After breakfast I load up into the greatest vehicle ever; The Range Rover Defender.  It has been extended and upgraded specifically for safari companies, the bucket seats are cushy and very comfortable, each row of seats is slightly raised higher than the one in front so everyone has a great view and the roof pops up so you still have shade but can stand up and see 360 degrees.  Off we go, across the Serengeti or down the sides of the Ngorongoro Crater.  Everyone has their eyes peeled looking for the slightest bit of movement in the grass or on the high rocks of the kopjes.  Inevitability the ranger guide spots things first, his eyes are trained by hundreds of hours of looking for and observing animals.  He first spots two female lions lounging high up a few hundred yards away on the large kopje rocks.  We watch as they lounge in the morning light.  A bit later he catches just a glimpse of the cheetah’s dark tipped tail flicking just above the tall grass as she hunts something unseen to the rest of us.  We slowly get closer, he turns off the engine and all you hear are the clicks and whirs of digital cameras frantically taking photos.  Just up the road is a small group of zebras, slowly grazing, completely ignoring us as we drive near.  There is one very small youngster, whose stripes are still brown, standing next to mom, he looks at us, unsure of what we are, but mom is not nervous so he just watches us. 
Farther up the road is an enormous, wrinkled, gray elephant butt with a tiny flicking tail, walking down the road as if it is his personal highway.  He does not move aside and he is twice the size of the range rover so we happily follow without tailgating.  Eventually he turns left into the tall grass and meets up with a herd of females and juveniles of all ages who are standing along the edge of a small forest.  They all graze there without even giving us a second look.  We sit and watch as the two yearlings and a new born (maybe 2 months old) run in and out of the large tree-like legs of their mom and aunts.  The oldest female keeps a close eye on the big male but allows him to feed with her family.  After a while we drive on again, the scenery changes from wide open planes to a forest of fever trees with their eerie yellow bark.  We hear the loud chatter of vervet monkeys and laugh as they jump and play in the trees.  We are not there long because our guide sees something, none of us see anything.  He slowly coasts a few feet down the road and points into the tree, what is it?  I don’t see anything.  And then, I see the small twitch of a tail and realize it is attached to a huge leopard sleeping soundly, draped over a large branch high in the tree.   Now it is so obvious but seconds ago I saw nothing.  The large cat is muscular and beautiful, oh how I would love to give it a pat on the head and run my hand down its back like a house cat.  The cameras are clicking and whirring at each stop!  Before you know it we have been driving and watching for 3 hours so we head back to camp.  Back at camp, lunch is cooking, some people order a shower and the rest of us gather around the camp fire talking about the events of the morning.  We all take turns plugging our camera chargers into the cigarette lighters of the vehicles. 

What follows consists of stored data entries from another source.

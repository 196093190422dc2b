use uv_why::prelude::*;

/// Mock ProgressReporter for testing that captures messages
#[derive(Default, Clone)]
pub struct MockProgressReporter {
    pub messages: std::sync::Arc<std::sync::Mutex<Vec<String>>>,
}

impl MockProgressReporter {
    pub fn new() -> Self {
        Self {
            messages: std::sync::Arc::new(std::sync::Mutex::new(Vec::new())),
        }
    }

    pub fn get_messages(&self) -> Vec<String> {
        self.messages.lock().unwrap().clone()
    }

    pub fn message_count(&self) -> usize {
        self.messages.lock().unwrap().len()
    }
}

impl ProgressReporter for MockProgressReporter {
    fn report(&self, message: &str) {
        self.messages.lock().unwrap().push(message.to_string());
    }

    fn report_error(&self, message: &str) {
        self.messages
            .lock()
            .unwrap()
            .push(format!("Error: {}", message));
    }

    fn report_completion(&self, message: &str) {
        self.messages
            .lock()
            .unwrap()
            .push(format!("Completed: {}", message));
    }
}
/// Type alias for Result with anyhow::Error as the error type.
/// This provides a consistent error handling pattern across the codebase.
pub type Result<T> = std::result::Result<T, anyhow::Error>;
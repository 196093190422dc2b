pub mod catalog_snapshot;
pub mod chain;
pub mod dependency_tree;
pub mod package;

pub use catalog_snapshot::CatalogSnapshot;
pub use chain::{Chain, ChainNode, Dependent};
pub use dependency_tree::{DependencyTree, TreeBranch, TreeKey};
pub use package::{names_equal, DependencyEdge, PackageName, PackageSpec, Version};
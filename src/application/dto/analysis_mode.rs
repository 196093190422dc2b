/// Which question the report answers
#[derive(Debug, Clone, Copy, PartialEq, Eq, Default)]
pub enum AnalysisMode {
    /// Packages that depend on the target directly
    Direct,
    /// Every dependency chain from a root down to the target (default)
    #[default]
    Deep,
    /// Chains merged into one tree per root package
    Tree,
}

impl AnalysisMode {
    /// Name used in JSON output and the config file
    pub fn as_str(&self) -> &'static str {
        match self {
            AnalysisMode::Direct => "direct",
            AnalysisMode::Deep => "deep",
            AnalysisMode::Tree => "tree",
        }
    }

    /// Whether this mode needs full chain discovery
    pub fn needs_chains(&self) -> bool {
        !matches!(self, AnalysisMode::Direct)
    }
}

impl std::str::FromStr for AnalysisMode {
    type Err = String;

    fn from_str(s: &str) -> Result<Self, Self::Err> {
        match s.to_lowercase().as_str() {
            "direct" => Ok(AnalysisMode::Direct),
            "deep" => Ok(AnalysisMode::Deep),
            "tree" => Ok(AnalysisMode::Tree),
            _ => Err(format!(
                "Invalid mode: {}. Please specify 'direct', 'deep' or 'tree'",
                s
            )),
        }
    }
}

impl std::fmt::Display for AnalysisMode {
    fn fmt(&self, f: &mut std::fmt::Formatter<'_>) -> std::fmt::Result {
        f.write_str(self.as_str())
    }
}
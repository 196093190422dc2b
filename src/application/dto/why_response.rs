use super::AnalysisMode;
use crate::dependency_analysis::domain::{Chain, Dependent};

/// Raw analyzer output for one request
#[derive(Debug, Clone, PartialEq)]
pub enum AnalysisOutcome {
    /// Result of a direct-dependents query
    Dependents(Vec<Dependent>),
    /// Result of a chain search (deep and tree modes)
    Chains(Vec<Chain>),
}

impl AnalysisOutcome {
    pub fn is_empty(&self) -> bool {
        match self {
            AnalysisOutcome::Dependents(dependents) => dependents.is_empty(),
            AnalysisOutcome::Chains(chains) => chains.is_empty(),
        }
    }

    pub fn len(&self) -> usize {
        match self {
            AnalysisOutcome::Dependents(dependents) => dependents.len(),
            AnalysisOutcome::Chains(chains) => chains.len(),
        }
    }
}

/// WhyResponse - Internal response DTO from the explain-dependency use case
///
/// Adapters turn this into a read model and then into the requested format.
#[derive(Debug, Clone)]
pub struct WhyResponse {
    /// Target package name as queried
    pub target: String,
    /// Mode the analysis ran in
    pub mode: AnalysisMode,
    /// Dependents or chains found
    pub outcome: AnalysisOutcome,
}

impl WhyResponse {
    pub fn new(target: String, mode: AnalysisMode, outcome: AnalysisOutcome) -> Self {
        Self {
            target,
            mode,
            outcome,
        }
    }
}
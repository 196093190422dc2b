/// Shared kernel - error types, result alias and file safety checks
pub mod error;
pub mod result;
pub mod security;

pub use result::Result;
use std::path::Path;
use uv_why::prelude::*;

/// Mock CatalogReader serving a fixed set of packages
pub struct MockCatalogReader {
    pub specs: Vec<PackageSpec>,
    pub should_fail: bool,
}

impl MockCatalogReader {
    pub fn new() -> Self {
        Self {
            specs: Vec::new(),
            should_fail: false,
        }
    }

    pub fn with_failure() -> Self {
        Self {
            specs: Vec::new(),
            should_fail: true,
        }
    }

    /// Adds a package; dependencies are `(name, requirement)` pairs
    pub fn with_package(mut self, name: &str, version: &str, deps: &[(&str, &str)]) -> Self {
        let edges = deps
            .iter()
            .map(|(dep, req)| DependencyEdge::new(*dep, *req))
            .collect();
        self.specs
            .push(PackageSpec::new(name.to_string(), version.to_string(), edges).unwrap());
        self
    }
}

impl CatalogReader for MockCatalogReader {
    fn read_catalog(&self, _location: &Path) -> Result<CatalogSnapshot> {
        if self.should_fail {
            anyhow::bail!("Mock catalog read failure");
        }
        Ok(CatalogSnapshot::from_specs(self.specs.clone()))
    }

    fn source_name(&self) -> &'static str {
        "mock"
    }
}
/// Adapters layer - Infrastructure implementations
///
/// This layer contains concrete implementations of the ports,
/// providing the actual integration with package catalogs, the console
/// and the file system.
pub mod outbound;
/// Use cases module containing application business logic orchestration
mod explain_dependency;

pub use explain_dependency::ExplainDependencyUseCase;
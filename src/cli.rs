use clap::{ArgAction, Parser};
use std::path::PathBuf;
use uv_why::application::dto::{AnalysisMode, OutputFormat};
use uv_why::shared::error::ExitCode;

/// Explain why a package is part of a uv project or Python environment
#[derive(Parser, Debug)]
#[command(name = "uv-why")]
#[command(version)]
#[command(
    about = "Show which packages depend on a given package, and through which chains",
    long_about = None
)]
pub struct Args {
    /// Package to explain (matched case-insensitively)
    #[arg(value_name = "PACKAGE")]
    pub package: String,

    /// Show only packages that depend on PACKAGE directly (takes priority over --tree)
    #[arg(short, long)]
    pub direct: bool,

    /// Show the dependency chains merged into a tree per root package
    #[arg(short, long)]
    pub tree: bool,

    /// Emit JSON instead of text
    #[arg(long)]
    pub json: bool,

    /// Disable colored output
    #[arg(long)]
    pub no_color: bool,

    /// Path to the project directory containing uv.lock (defaults to current directory)
    #[arg(short, long)]
    pub path: Option<PathBuf>,

    /// Read installed distributions from this site-packages directory instead of uv.lock
    #[arg(short, long, value_name = "DIR")]
    pub site_packages: Option<PathBuf>,

    /// Output file path (if not specified, outputs to stdout)
    #[arg(short, long)]
    pub output: Option<PathBuf>,

    /// Config file (defaults to uv-why.config.yml in the project directory)
    #[arg(short, long, value_name = "FILE")]
    pub config: Option<PathBuf>,

    /// Verbose logging (can be repeated: -v, -vv, -vvv)
    #[arg(short, long, action = ArgAction::Count)]
    pub verbose: u8,
}

impl Args {
    /// Parses the process arguments, exiting on `--help`, `--version` or a usage error
    pub fn parse_args() -> Self {
        match Self::try_parse() {
            Ok(args) => args,
            Err(e) => {
                let code = exit_code_for(&e);
                let _ = e.print();
                std::process::exit(code.as_i32());
            }
        }
    }

    /// Target name as searched: trimmed and lowercased
    pub fn target(&self) -> String {
        self.package.trim().to_lowercase()
    }

    /// Mode selected by flags, if any; `--direct` wins over `--tree`
    pub fn mode_flag(&self) -> Option<AnalysisMode> {
        if self.direct {
            Some(AnalysisMode::Direct)
        } else if self.tree {
            Some(AnalysisMode::Tree)
        } else {
            None
        }
    }

    /// Format selected by flags, if any
    pub fn format_flag(&self) -> Option<OutputFormat> {
        self.json.then_some(OutputFormat::Json)
    }
}

/// Help and version output are successful runs; anything else is a usage error
pub fn exit_code_for(error: &clap::Error) -> ExitCode {
    if error.use_stderr() {
        ExitCode::InvalidArguments
    } else {
        ExitCode::Success
    }
}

Lunch is casual with sandwich fixings, and various hot dishes of pasta or meat.  I normally stick to drinking water because there is no ice in the bush and sodas are too warm to drink.  The cooks do have small refrigerators run by generators but space is precious so the sodas normally don’t get put inside.  I have found that it’s good to make friends with a cook or two because they will sometimes do you a favor and put a soda in the frig so it will be nice and cold for lunch.  After lunch there is time for a small rest and then it’s back out for the afternoon game drive.   We go a different direction this afternoon because our guide has heard there is a group of female lions snoozing right next to the road.  We race along bumpy dirt tracks and turn a corner to find 7 female lions sleeping just next to the road.  As we came to a stop, one female raised her head and looked at us as if to say, “Hey I am trying to sleep here!”  This was the closest we had been to lions so everyone in the rover was excited and snapping photo after photo.  We must have annoyed her because she stood up, stretched and ever so calmly jumped right onto the hood of the rover behind us.   She stood there looking into the windshield at the people in the rover.  The driver, a Meru man who was black as night, slowly stood up and gently pulled the roof closed.  All I could see was his dark face with huge white eyes as he closed the roof.  Those of us in the front rover were literally hanging out trying to get photos of this lady standing on the rover behind us.  Miss lion made herself comfortable on the warm hood and just sat there looking around as if she were a model posing for photos and board by our attention.  Then as quick as she jumped up, she jumped down and slowly wandered off across the plain followed by the rest of her group.  After that, the rest of the afternoon was almost unmemorable. 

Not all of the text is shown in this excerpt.